(Saved entries)
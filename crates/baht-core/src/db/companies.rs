// Companies, users, memberships, contacts and accounts.

use anyhow::{Context, Result};
use rusqlite::{params, OptionalExtension, Row};

use super::{enum_col, ts_col, ts_to_sql, opt_ts_col, opt_ts_to_sql, Database};
use crate::model::{
    new_id, Account, AccountClass, Company, Contact, ContactKind, Membership, Permission, Role,
    User, DEFAULT_CHART_OF_ACCOUNTS,
};

fn company_from_row(row: &Row<'_>) -> rusqlite::Result<Company> {
    Ok(Company {
        id: row.get(0)?,
        name: row.get(1)?,
        tax_id: row.get(2)?,
        branch_code: row.get(3)?,
        address: row.get(4)?,
        created_at: ts_col(row, 5)?,
    })
}

fn user_from_row(row: &Row<'_>) -> rusqlite::Result<User> {
    Ok(User {
        id: row.get(0)?,
        name: row.get(1)?,
        email: row.get(2)?,
        line_user_id: row.get(3)?,
        created_at: ts_col(row, 4)?,
    })
}

const CONTACT_COLUMNS: &str =
    "id, company_id, name, tax_id, branch_code, kind, address, created_at, deleted_at";

fn contact_from_row(row: &Row<'_>) -> rusqlite::Result<Contact> {
    Ok(Contact {
        id: row.get(0)?,
        company_id: row.get(1)?,
        name: row.get(2)?,
        tax_id: row.get(3)?,
        branch_code: row.get(4)?,
        kind: enum_col(row, 5, ContactKind::from_str_kind)?,
        address: row.get(6)?,
        created_at: ts_col(row, 7)?,
        deleted_at: opt_ts_col(row, 8)?,
    })
}

fn account_from_row(row: &Row<'_>) -> rusqlite::Result<Account> {
    Ok(Account {
        id: row.get(0)?,
        company_id: row.get(1)?,
        code: row.get(2)?,
        name: row.get(3)?,
        class: enum_col(row, 4, AccountClass::from_str_class)?,
    })
}

impl Database {
    // ------------------------------------------------------------------
    // Companies and members
    // ------------------------------------------------------------------

    /// Create a company, make `owner_id` its owner and seed the default
    /// chart of accounts, all in one transaction.
    pub fn create_company(&self, company: &Company, owner_id: &str) -> Result<()> {
        let mut conn = self.conn();
        let tx = conn.transaction().context("failed to begin transaction")?;

        tx.execute(
            "INSERT INTO companies (id, name, tax_id, branch_code, address, created_at)
             VALUES (?1, ?2, ?3, ?4, ?5, ?6)",
            params![
                company.id,
                company.name,
                company.tax_id,
                company.branch_code,
                company.address,
                ts_to_sql(company.created_at),
            ],
        )
        .context("failed to insert company")?;

        tx.execute(
            "INSERT INTO memberships (company_id, user_id, role) VALUES (?1, ?2, ?3)",
            params![company.id, owner_id, Role::Owner.as_str()],
        )
        .context("failed to insert owner membership")?;

        for (code, name) in DEFAULT_CHART_OF_ACCOUNTS {
            let class = AccountClass::from_code(code).unwrap_or(AccountClass::Expense);
            tx.execute(
                "INSERT INTO accounts (id, company_id, code, name, class)
                 VALUES (?1, ?2, ?3, ?4, ?5)",
                params![new_id(), company.id, code, name, class.as_str()],
            )
            .context("failed to seed chart of accounts")?;
        }

        tx.commit().context("failed to commit create_company")?;
        Ok(())
    }

    pub fn get_company(&self, id: &str) -> Result<Option<Company>> {
        let conn = self.conn();
        conn.query_row(
            "SELECT id, name, tax_id, branch_code, address, created_at
             FROM companies WHERE id = ?1",
            params![id],
            company_from_row,
        )
        .optional()
        .context("failed to load company")
    }

    /// Add a user to a company, or change their role if already a member.
    pub fn add_member(&self, membership: &Membership) -> Result<()> {
        let conn = self.conn();
        conn.execute(
            "INSERT INTO memberships (company_id, user_id, role) VALUES (?1, ?2, ?3)
             ON CONFLICT(company_id, user_id) DO UPDATE SET role = excluded.role",
            params![
                membership.company_id,
                membership.user_id,
                membership.role.as_str()
            ],
        )
        .context("failed to upsert membership")?;
        Ok(())
    }

    pub fn membership(&self, company_id: &str, user_id: &str) -> Result<Option<Membership>> {
        let conn = self.conn();
        conn.query_row(
            "SELECT company_id, user_id, role FROM memberships
             WHERE company_id = ?1 AND user_id = ?2",
            params![company_id, user_id],
            |row| {
                Ok(Membership {
                    company_id: row.get(0)?,
                    user_id: row.get(1)?,
                    role: enum_col(row, 2, Role::from_str_role)?,
                })
            },
        )
        .optional()
        .context("failed to load membership")
    }

    /// Users of a company whose role grants `permission`, ordered by name.
    pub fn members_with_permission(
        &self,
        company_id: &str,
        permission: Permission,
    ) -> Result<Vec<User>> {
        let conn = self.conn();
        let mut stmt = conn
            .prepare(
                "SELECT u.id, u.name, u.email, u.line_user_id, u.created_at, m.role
                 FROM memberships m JOIN users u ON u.id = m.user_id
                 WHERE m.company_id = ?1
                 ORDER BY u.name",
            )
            .context("failed to prepare members query")?;

        let rows = stmt
            .query_map(params![company_id], |row| {
                Ok((user_from_row(row)?, enum_col(row, 5, Role::from_str_role)?))
            })
            .context("failed to query members")?
            .collect::<std::result::Result<Vec<_>, _>>()
            .context("failed to map member rows")?;

        Ok(rows
            .into_iter()
            .filter(|(_, role)| role.can(permission))
            .map(|(user, _)| user)
            .collect())
    }

    // ------------------------------------------------------------------
    // Users
    // ------------------------------------------------------------------

    pub fn create_user(&self, user: &User) -> Result<()> {
        let conn = self.conn();
        conn.execute(
            "INSERT INTO users (id, name, email, line_user_id, created_at)
             VALUES (?1, ?2, ?3, ?4, ?5)",
            params![
                user.id,
                user.name,
                user.email,
                user.line_user_id,
                ts_to_sql(user.created_at)
            ],
        )
        .context("failed to insert user")?;
        Ok(())
    }

    pub fn get_user(&self, id: &str) -> Result<Option<User>> {
        let conn = self.conn();
        conn.query_row(
            "SELECT id, name, email, line_user_id, created_at FROM users WHERE id = ?1",
            params![id],
            user_from_row,
        )
        .optional()
        .context("failed to load user")
    }

    // ------------------------------------------------------------------
    // Contacts
    // ------------------------------------------------------------------

    pub fn insert_contact(&self, contact: &Contact) -> Result<()> {
        let conn = self.conn();
        conn.execute(
            "INSERT INTO contacts (id, company_id, name, tax_id, branch_code, kind, address, created_at, deleted_at)
             VALUES (?1, ?2, ?3, ?4, ?5, ?6, ?7, ?8, ?9)",
            params![
                contact.id,
                contact.company_id,
                contact.name,
                contact.tax_id,
                contact.branch_code,
                contact.kind.as_str(),
                contact.address,
                ts_to_sql(contact.created_at),
                opt_ts_to_sql(contact.deleted_at),
            ],
        )
        .context("failed to insert contact")?;
        Ok(())
    }

    /// Load a contact of `company_id`. Contacts of other companies are
    /// invisible.
    pub fn get_contact(&self, company_id: &str, id: &str) -> Result<Option<Contact>> {
        let conn = self.conn();
        conn.query_row(
            &format!("SELECT {CONTACT_COLUMNS} FROM contacts WHERE company_id = ?1 AND id = ?2"),
            params![company_id, id],
            contact_from_row,
        )
        .optional()
        .context("failed to load contact")
    }

    /// Live contacts of a company, ordered by name.
    pub fn list_contacts(&self, company_id: &str) -> Result<Vec<Contact>> {
        let conn = self.conn();
        let mut stmt = conn
            .prepare(&format!(
                "SELECT {CONTACT_COLUMNS} FROM contacts
                 WHERE company_id = ?1 AND deleted_at IS NULL ORDER BY name"
            ))
            .context("failed to prepare list_contacts query")?;
        let contacts = stmt
            .query_map(params![company_id], contact_from_row)
            .context("failed to query contacts")?
            .collect::<std::result::Result<Vec<_>, _>>()
            .context("failed to map contact rows")?;
        Ok(contacts)
    }

    // ------------------------------------------------------------------
    // Chart of accounts
    // ------------------------------------------------------------------

    pub fn insert_account(&self, account: &Account) -> Result<()> {
        let conn = self.conn();
        conn.execute(
            "INSERT INTO accounts (id, company_id, code, name, class) VALUES (?1, ?2, ?3, ?4, ?5)",
            params![
                account.id,
                account.company_id,
                account.code,
                account.name,
                account.class.as_str()
            ],
        )
        .with_context(|| format!("failed to insert account {}", account.code))?;
        Ok(())
    }

    pub fn get_account(&self, company_id: &str, id: &str) -> Result<Option<Account>> {
        let conn = self.conn();
        conn.query_row(
            "SELECT id, company_id, code, name, class FROM accounts
             WHERE company_id = ?1 AND id = ?2",
            params![company_id, id],
            account_from_row,
        )
        .optional()
        .context("failed to load account")
    }

    /// Accounts of a company ordered by code.
    pub fn list_accounts(&self, company_id: &str) -> Result<Vec<Account>> {
        let conn = self.conn();
        let mut stmt = conn
            .prepare(
                "SELECT id, company_id, code, name, class FROM accounts
                 WHERE company_id = ?1 ORDER BY code",
            )
            .context("failed to prepare list_accounts query")?;
        let accounts = stmt
            .query_map(params![company_id], account_from_row)
            .context("failed to query accounts")?
            .collect::<std::result::Result<Vec<_>, _>>()
            .context("failed to map account rows")?;
        Ok(accounts)
    }
}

▶ Required action: Across the records, count the lines that contain the word "SELECT" and give that figure alone.

▶ Exercise solution: 8